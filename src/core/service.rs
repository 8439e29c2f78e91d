use std::{
    fmt::{Display, Formatter},
    str::FromStr,
};

use crate::quantity::frequency::Frequency;

/// Standardized maintenance task category.
///
/// Parsed case-insensitively, both on the command line and in requests.
#[derive(
    Debug,
    Hash,
    Ord,
    PartialOrd,
    serde_with::DeserializeFromStr,
    serde_with::SerializeDisplay,
    enumset::EnumSetType,
)]
pub enum ServiceCode {
    /// Comprehensive inspection.
    A,

    /// Oil and filter change.
    B,

    /// Coolant service.
    C,

    /// Oil, coolant, and fuel laboratory analysis.
    D,

    /// Load bank testing.
    E,

    /// Diesel engine tune-up.
    F,

    /// Gas engine tune-up.
    G,

    /// Electrical testing.
    H,

    /// Automatic transfer switch service.
    I,

    /// Infrared thermal imaging.
    J,

    /// Starting battery replacement.
    K,
}

impl ServiceCode {
    pub const fn title(self) -> &'static str {
        match self {
            Self::A => "Comprehensive Inspection",
            Self::B => "Oil & Filter Service",
            Self::C => "Coolant Service",
            Self::D => "Fluid Analysis",
            Self::E => "Load Bank Testing",
            Self::F => "Diesel Tune-Up",
            Self::G => "Gas Tune-Up",
            Self::H => "Electrical Testing",
            Self::I => "Transfer Switch Service",
            Self::J => "Thermal Imaging",
            Self::K => "Battery Replacement",
        }
    }

    /// Frequency used when a service is selected without an explicit one.
    pub const fn default_frequency(self) -> Frequency {
        match self {
            Self::A => Frequency::QUARTERLY,
            Self::H => Frequency::QUINQUENNIAL,
            Self::B
            | Self::C
            | Self::D
            | Self::E
            | Self::F
            | Self::G
            | Self::I
            | Self::J
            | Self::K => Frequency::ANNUAL,
        }
    }
}

impl Display for ServiceCode {
    fn fmt(&self, f: &mut Formatter<'_>) -> std::fmt::Result {
        write!(f, "{self:?}")
    }
}

#[derive(Debug, PartialEq, Eq, thiserror::Error)]
#[error("unknown service code `{0}`, expected one of A–K")]
pub struct UnknownServiceCode(pub String);

impl FromStr for ServiceCode {
    type Err = UnknownServiceCode;

    fn from_str(code: &str) -> Result<Self, Self::Err> {
        match code.trim().to_ascii_uppercase().as_str() {
            "A" => Ok(Self::A),
            "B" => Ok(Self::B),
            "C" => Ok(Self::C),
            "D" => Ok(Self::D),
            "E" => Ok(Self::E),
            "F" => Ok(Self::F),
            "G" => Ok(Self::G),
            "H" => Ok(Self::H),
            "I" => Ok(Self::I),
            "J" => Ok(Self::J),
            "K" => Ok(Self::K),
            _ => Err(UnknownServiceCode(code.to_string())),
        }
    }
}

#[cfg(test)]
mod tests {
    use enumset::EnumSet;

    use super::*;

    #[test]
    fn test_parse_is_case_insensitive() {
        assert_eq!("a".parse::<ServiceCode>(), Ok(ServiceCode::A));
        assert_eq!(" K ".parse::<ServiceCode>(), Ok(ServiceCode::K));
    }

    #[test]
    fn test_parse_unknown_code() {
        assert_eq!("Z".parse::<ServiceCode>(), Err(UnknownServiceCode("Z".to_string())));
        assert_eq!("AB".parse::<ServiceCode>(), Err(UnknownServiceCode("AB".to_string())));
    }

    #[test]
    fn test_all_codes_round_trip_through_display() {
        for code in EnumSet::<ServiceCode>::all() {
            assert_eq!(code.to_string().parse::<ServiceCode>(), Ok(code));
        }
        assert_eq!(EnumSet::<ServiceCode>::all().len(), 11);
    }

    #[test]
    fn test_deserialize_is_case_insensitive() {
        let codes: Vec<ServiceCode> = serde_json::from_str(r#"["a", "K"]"#).unwrap();
        assert_eq!(codes, [ServiceCode::A, ServiceCode::K]);
        assert!(serde_json::from_str::<ServiceCode>(r#""Z""#).is_err());
        assert_eq!(serde_json::to_string(&ServiceCode::B).unwrap(), r#""B""#);
    }

    #[test]
    fn test_default_frequencies() {
        assert_eq!(ServiceCode::A.default_frequency(), Frequency::QUARTERLY);
        assert_eq!(ServiceCode::B.default_frequency(), Frequency::ANNUAL);
        assert_eq!(ServiceCode::H.default_frequency(), Frequency::QUINQUENNIAL);
    }
}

Exercise directions:
Show me each line of the listing above with "UnknownServiceCode" in it.

Finished exercise:
pub struct UnknownServiceCode(pub String);
    type Err = UnknownServiceCode;
            _ => Err(UnknownServiceCode(code.to_string())),
        assert_eq!("Z".parse::<ServiceCode>(), Err(UnknownServiceCode("Z".to_string())));
        assert_eq!("AB".parse::<ServiceCode>(), Err(UnknownServiceCode("AB".to_string())));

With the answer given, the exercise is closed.